As a coach, while she was strict with students, de Vega would bring biscuits to training sessions to ensure that students did not go hungry.
She [Lydia de Vega] was very loving with everybody.
Alegre, who works in retail, cherishes a Kipling backpack that de Vega gave her in January, when they were meant to be celebrating the latter's birthday. "She hugged me and told me, 'I want you to remember me forever.' I always carry that bag. I feel that she is always with me."
Ojon, 54, first met de Vega in 1992 while working at the Philippine Amateur Track and Field Association. They kept in touch after her move to Singapore and he would occasionally stay with the couple while visiting the city-state. "Lydia is like a legend in the Philippines. She is well respected and idolised by the athletes, but she is very easy to talk to. She’s not a diva or a prima donna. Even when she’s talking to ordinary people, she’s very kind, always humble."
A 'devastating' cancer diagnosis
In January 2018, a check up revealed that de Vega had breast cancer. "I think upfront, she was just showing a brave side of her," recalled Singh. "But for me, I broke down. Then she told me, 'Jack, don't worry. That is part and parcel of life. We have to fight, we have to go through it.'"
There then followed endless rounds of medication and chemotherapy and medical appointments, but her condition remained stable. Then in March 2022, de Vega surprised Singh with a request, "When can I go back? I don’t want my family to blame you for sending me late."
Singh agreed and helped her pack for her trip in April despite his misgivings. "My feeling was something is not right, but I just kept it to myself. It seems that she sensed things were about to happen."
In June, he went to Manila to spend 10 days with her, where her children warned that de Vega had lost a lot of weight. "When I saw her, I was about to cry but I hold back. (She started getting better while I was there), so I thought she was on the road to recovery."

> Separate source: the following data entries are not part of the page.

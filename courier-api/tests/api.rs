#![allow(clippy::unwrap_used)]

mod support;

use axum::{
    body::Body,
    http::{Request, StatusCode, header},
};
use courier_api::{ApiConfig, RateLimit};
use pretty_assertions::assert_eq;
use serde_json::json;
use support::{FakeRelay, TestApp, json, smtp};

#[tokio::test]
async fn test_health_reports_version() {
    let app = TestApp::new(FakeRelay::default());
    let response = app
        .send(Request::get("/health").body(Body::empty()).unwrap())
        .await;
    let (status, body) = json(response).await;

    assert_eq!(status, StatusCode::OK);
    assert_eq!(body["success"], true);
    assert_eq!(body["message"], "API is running");
    assert_eq!(body["version"], env!("CARGO_PKG_VERSION"));
    assert!(body["timestamp"].as_str().unwrap().ends_with('Z'));
}

#[tokio::test]
async fn test_unknown_route_is_json_404() {
    let app = TestApp::new(FakeRelay::default());
    let response = app
        .send(Request::get("/api/providers").body(Body::empty()).unwrap())
        .await;
    let (status, body) = json(response).await;

    assert_eq!(status, StatusCode::NOT_FOUND);
    assert_eq!(body, json!({ "success": false, "error": "Endpoint not found" }));
}

#[tokio::test]
async fn test_smtp_succeeds_and_fails() {
    let app = TestApp::new(FakeRelay::default());
    let (status, body) = app.post("/api/test-smtp", &smtp()).await;
    assert_eq!(status, StatusCode::OK);
    assert_eq!(
        body,
        json!({ "success": true, "message": "SMTP connection successful" })
    );

    let app = TestApp::new(FakeRelay {
        refuse_connections: true,
        ..FakeRelay::default()
    });
    let (status, body) = app.post("/api/test-smtp", &smtp()).await;
    assert_eq!(status, StatusCode::BAD_REQUEST);
    assert_eq!(body["error"], "SMTP connection failed");
    assert!(body["details"].as_str().unwrap().contains("connection refused"));
    assert!(!body.to_string().contains("super-secret"));
}

#[tokio::test]
async fn test_smtp_rejects_bad_port() {
    let app = TestApp::new(FakeRelay::default());
    let mut relay = smtp();
    relay["port"] = json!(70000);

    let (status, body) = app.post("/api/test-smtp", &relay).await;
    assert_eq!(status, StatusCode::BAD_REQUEST);
    assert_eq!(body["error"], "Validation error");
    assert!(body["details"].as_str().unwrap().starts_with("smtp.port"));
}

#[tokio::test]
async fn test_bulk_send_reports_results_and_errors() {
    let app = TestApp::new(FakeRelay {
        rejected: vec!["b@x.com".to_string()],
        ..FakeRelay::default()
    });

    let (status, body) = app
        .post(
            "/api/send-bulk-email",
            &json!({
                "smtp": smtp(),
                "recipients": ["a@x.com", "b@x.com", "c@x.com"],
                "subject": "Hello",
                "text": "Hi",
                "html": "",
                "sendMethod": "individual",
                "batchSize": 2,
                "delayBetweenBatches": 0
            }),
        )
        .await;

    assert_eq!(status, StatusCode::OK);
    assert_eq!(body["message"], "Bulk email operation completed");
    assert_eq!(
        body["summary"],
        json!({ "total": 3, "successful": 2, "failed": 1 })
    );
    assert_eq!(
        body["results"][0],
        json!({ "recipient": "a@x.com", "success": true, "messageId": "<a@x.com@fake>" })
    );
    assert_eq!(body["errors"][0]["recipient"], "b@x.com");
    assert!(
        body["errors"][0]["error"]
            .as_str()
            .unwrap()
            .contains("User unknown")
    );

    let envelopes = app.relay.envelopes.lock().unwrap();
    assert_eq!(envelopes.len(), 3);
    assert_eq!(envelopes[0].body.html, None);
    assert_eq!(envelopes[0].display_name.as_deref(), Some("Example"));
}

#[tokio::test]
async fn test_batch_send_reports_recipients_together() {
    let app = TestApp::new(FakeRelay::default());

    let (status, body) = app
        .post(
            "/api/send-bulk-email",
            &json!({
                "smtp": smtp(),
                "recipients": ["a@x.com", "b@x.com"],
                "subject": "Hello",
                "html": "<p>Hi</p>",
                "sendMethod": "batch"
            }),
        )
        .await;

    assert_eq!(status, StatusCode::OK);
    assert_eq!(body["results"].as_array().unwrap().len(), 1);
    assert_eq!(body["results"][0]["recipients"], json!(["a@x.com", "b@x.com"]));
    assert_eq!(
        body["summary"],
        json!({ "total": 2, "successful": 2, "failed": 0 })
    );
}

#[tokio::test]
async fn test_bulk_send_validation_errors_are_400() {
    let app = TestApp::new(FakeRelay::default());

    let (status, body) = app
        .post(
            "/api/send-bulk-email",
            &json!({
                "smtp": smtp(),
                "recipients": ["a@x.com", "nope"],
                "subject": "Hello",
                "text": "Hi"
            }),
        )
        .await;

    assert_eq!(status, StatusCode::BAD_REQUEST);
    assert_eq!(body["error"], "Validation error");
    assert!(body["details"].as_str().unwrap().starts_with("recipients[1]"));
    assert!(app.relay.envelopes.lock().unwrap().is_empty());
}

#[tokio::test]
async fn test_malformed_json_is_a_validation_error() {
    let app = TestApp::new(FakeRelay::default());
    let response = app
        .send(
            Request::post("/api/send-email")
                .header(header::CONTENT_TYPE, "application/json")
                .body(Body::from("{ not json"))
                .unwrap(),
        )
        .await;
    let (status, body) = json(response).await;

    assert_eq!(status, StatusCode::BAD_REQUEST);
    assert_eq!(body["error"], "Validation error");
}

#[tokio::test]
async fn test_send_email_returns_message_id() {
    let app = TestApp::new(FakeRelay::default());

    let (status, body) = app
        .post(
            "/api/send-email",
            &json!({
                "smtp": smtp(),
                "to": ["a@x.com"],
                "bcc": ["hidden@x.com"],
                "subject": "Report",
                "text": "Attached",
                "attachments": [
                    { "filename": "r.csv", "content": "YSxiCg==", "contentType": "text/csv" }
                ]
            }),
        )
        .await;

    assert_eq!(status, StatusCode::OK);
    assert_eq!(body["message"], "Email sent successfully");
    assert_eq!(body["messageId"], "<a@x.com@fake>");

    let envelopes = app.relay.envelopes.lock().unwrap();
    assert_eq!(envelopes[0].bcc, vec!["hidden@x.com".to_string()]);
    assert_eq!(envelopes[0].attachments[0].data, b"a,b\n");
}

#[tokio::test]
async fn test_send_email_relay_failure_is_500() {
    let app = TestApp::new(FakeRelay {
        rejected: vec!["a@x.com".to_string()],
        ..FakeRelay::default()
    });

    let (status, body) = app
        .post(
            "/api/send-email",
            &json!({
                "smtp": smtp(),
                "to": ["a@x.com"],
                "subject": "Hi",
                "text": "Hi"
            }),
        )
        .await;

    assert_eq!(status, StatusCode::INTERNAL_SERVER_ERROR);
    assert_eq!(body["error"], "Failed to send email");
}

#[tokio::test]
async fn test_endpoint_is_rate_limited() {
    let config = ApiConfig {
        verify_rate_limit: RateLimit {
            requests: 2,
            window_secs: 300,
        },
        ..ApiConfig::default()
    };
    let app = TestApp::with_config(FakeRelay::default(), &config);

    for _ in 0..2 {
        let (status, _) = app.post("/api/test-smtp", &smtp()).await;
        assert_eq!(status, StatusCode::OK);
    }

    let (status, body) = app.post("/api/test-smtp", &smtp()).await;
    assert_eq!(status, StatusCode::TOO_MANY_REQUESTS);
    assert_eq!(body, json!({ "success": false, "error": "test limited" }));

    // The send limiter is separate
    let (status, _) = app
        .post(
            "/api/send-email",
            &json!({ "smtp": smtp(), "to": ["a@x.com"], "subject": "s", "text": "t" }),
        )
        .await;
    assert_eq!(status, StatusCode::OK);
}

#[tokio::test]
async fn test_cors_allows_configured_origin() {
    let config = ApiConfig {
        allowed_origins: vec!["https://app.example.com".to_string()],
        ..ApiConfig::default()
    };
    let app = TestApp::with_config(FakeRelay::default(), &config);

    let response = app
        .send(
            Request::get("/health")
                .header(header::ORIGIN, "https://app.example.com")
                .body(Body::empty())
                .unwrap(),
        )
        .await;

    assert_eq!(
        response.headers()[header::ACCESS_CONTROL_ALLOW_ORIGIN],
        "https://app.example.com"
    );
}

#[tokio::test]
async fn test_shutdown_cancels_bulk_sends() {
    let app = TestApp::new(FakeRelay::default());
    app.shutdown.cancel();

    let (status, body) = app
        .post(
            "/api/send-bulk-email",
            &json!({
                "smtp": smtp(),
                "recipients": ["a@x.com", "b@x.com"],
                "subject": "Hello",
                "text": "Hi"
            }),
        )
        .await;

    assert_eq!(status, StatusCode::OK);
    assert_eq!(body["cancelled"], true);
    assert_eq!(body["summary"]["failed"], 2);
    assert!(app.relay.envelopes.lock().unwrap().is_empty());
}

'Always remember I love you'
Asked what was the last thing de Vega said to him, Singh broke down in tears at the memory of the telephone conversation in June. "She is the one who called me up. She said, 'Jack, always remember I love you. You got to take care of yourself.' I said, 'No, I cannot live without you.'"
"Those are the last words I have spoken to her. But I didn't know that will be the last words meant for me."
In July, Singh rushed to Manila at Stephanie's request as de Vega had to have an operation to remove fluid from her brain. Thereafter, she lapsed into unconsciousness and could not speak, even though she could still open her eyes at times. "I said, Diay, I know this is the biggest test of your life, but you got to fight."
Diay, you're my angel. Please guide me. Please protect me and support me till we meet again.
Singh returned to Singapore on August 1, with plans to return to Manila on August 26.
But it was not to be: Stephanie broke the news to him on August 10 that de Vega had passed.
Asked what he would have said if he could have met de Vega one last time, Singh broke down again. "Every day at the wake, I will tell her, 'Diay, you're my angel. Please guide me. Please protect me and support me till we meet again.'"
He added, "Even though I'm alone now, I always will call for her. 'Diay, where are you?' I really miss her a lot."